Размер шрифта
-
+

«Гибель Запада» и другие мемы. Из истории расхожих идей и словесных формул - стр. 7

. Оно основывается на уподоблении развития историко-культурных формаций, условно определяемых как Запад и Восток, природным явлениям (запруженная река у Киреевского, восход и заход солнца у Хомякова) и/или росту и умиранию живых организмов и тел (оппозиция «старый, дряхлый Запад» и «юный славянский Восток» с его «свежими могучими соками» у Одоевского; «европейский мир» как умирающий гладиатор у Лермонтова). Из базового органицистского уподобления, характерного для романтического мышления как такового, выводятся и все сопутствующие метафоры мифа: Запад описывается как больной, зараженный, гниющий, бесплодный, обескровленный, агонизирующий или уже мертвый организм, а славянский Восток, наоборот, как организм молодой, еще неразвитый и только приближающийся к зрелости. России при этом отводится роль зрителя чужих страданий, наблюдающего с безопасной дистанции за агониями, «сатурналиями» или гладиаторскими боями на арене истории и ждущего своего часа, чтобы выйти триумфатором (или, в другом варианте, спасителем-врачом) на эту арену. «Русские выходят последние на сцену Европы, чтобы все докончить», – формулировал эту идею Шевырев в 1830 году в дневнике[27].

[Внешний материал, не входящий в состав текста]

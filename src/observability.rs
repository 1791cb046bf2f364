//! Observability module for structured logging, spans and metrics.
//!
//! This module provides:
//! - `tracing` subscriber setup with environment-dependent formatting
//! - Span constructors for catalog, scan and lookup operations
//! - Prometheus exporter setup and metric recording helpers on top of the
//!   `metrics` facade
//!
//! Without an installed exporter the counters are no-ops.

use std::net::SocketAddr;
use std::time::Duration;

use anyhow::Result;
use metrics_exporter_prometheus::PrometheusBuilder;
use tracing_subscriber::prelude::*;

use crate::observability_config::{LogFormat, ObservabilityConfig};

/// Initialize structured logging with tracing and configuration
pub fn init_tracing_with_config(config: &ObservabilityConfig) -> Result<()> {
    config
        .validate()
        .map_err(|e| anyhow::anyhow!("Invalid observability configuration: {}", e))?;

    let filter = tracing_subscriber::EnvFilter::from_default_env()
        .add_directive(format!("zusatz_scanner={}", config.log_level).parse()?)
        .add_directive("reqwest=warn".parse()?)
        .add_directive("hyper=warn".parse()?);

    match config.effective_log_format() {
        LogFormat::Pretty => tracing_subscriber::registry()
            .with(filter)
            .with(
                tracing_subscriber::fmt::layer()
                    .pretty()
                    .with_target(true)
                    .with_thread_ids(false)
                    .with_thread_names(false),
            )
            .try_init()?,
        LogFormat::Json => tracing_subscriber::registry()
            .with(filter)
            .with(
                tracing_subscriber::fmt::layer()
                    .json()
                    .with_target(true)
                    .with_thread_ids(true)
                    .with_thread_names(true),
            )
            .try_init()?,
    }

    tracing::info!(
        environment = %config.environment,
        log_level = %config.log_level,
        "Tracing initialized with structured logging"
    );
    Ok(())
}

/// Install the Prometheus exporter when a metrics port is configured
///
/// Serves the scrape endpoint on `0.0.0.0:<port>`; must run inside a Tokio runtime.
pub fn init_metrics_with_config(config: &ObservabilityConfig) -> Result<()> {
    let Some(port) = config.metrics_port else {
        tracing::debug!("Metrics export disabled");
        return Ok(());
    };

    let addr = SocketAddr::from(([0, 0, 0, 0], port));
    PrometheusBuilder::new()
        .with_http_listener(addr)
        .install()
        .map_err(|e| anyhow::anyhow!("Failed to install Prometheus exporter: {}", e))?;

    tracing::info!(%addr, "Prometheus metrics endpoint started");
    Ok(())
}

/// Create a span for catalog operations
pub fn catalog_span(operation: &str) -> tracing::Span {
    tracing::info_span!("catalog_operation", operation = operation, component = "catalog")
}

/// Create a span for text-matching scans
pub fn scan_span(operation: &str) -> tracing::Span {
    tracing::info_span!("scan_operation", operation = operation, component = "scanner")
}

/// Create a span for external barcode lookups
pub fn lookup_span(operation: &str, barcode: &str) -> tracing::Span {
    tracing::info_span!(
        "lookup_operation",
        operation = operation,
        barcode = barcode,
        component = "lookup"
    )
}

/// Record a product merged into the scan results
pub fn record_scan_match(source: &'static str) {
    metrics::counter!("scan_matches_total", "source" => source).increment(1);
}

/// Record the outcome of an external lookup
pub fn record_lookup_metrics(result: &'static str, duration: Duration) {
    metrics::counter!("lookup_requests_total", "result" => result).increment(1);
    metrics::histogram!("lookup_duration_seconds").record(duration.as_secs_f64());
}

/// Mirror the circuit breaker state as a gauge (1 = open)
pub fn update_circuit_breaker_state(is_open: bool) {
    metrics::gauge!("lookup_circuit_breaker_open").set(if is_open { 1.0 } else { 0.0 });
}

Показательно, что возникновение этого верования не было обусловлено какими-то катаклизмами или очевидными кризисными явлениями на Западе. Как говорит Виктор, оппонент резонера в «Русских ночах», «…Запад погибает? Что за вздор! Напротив, когда, в какую эпоху он был так богат силами и средствами жизни, как в нынешнюю? Все в нем движется: железные дороги пересекают его из края в край; промышленность дошла до чудесного; война сделалась невозможностию; личная безопасность ограждена; школы размножаются; тюрьмы смягчаются; науки идут исполинскими шагами»[28]. Виктор готов признать, что «настоящее состояние западной промышленности представляет много странного и печального», но не соглашается с мыслью, что негативные явления, характерные для развитых европейских стран, суть симптомы смертельного недуга. Примерно так же возражал Одоевскому Белинский после выхода «Русских ночей».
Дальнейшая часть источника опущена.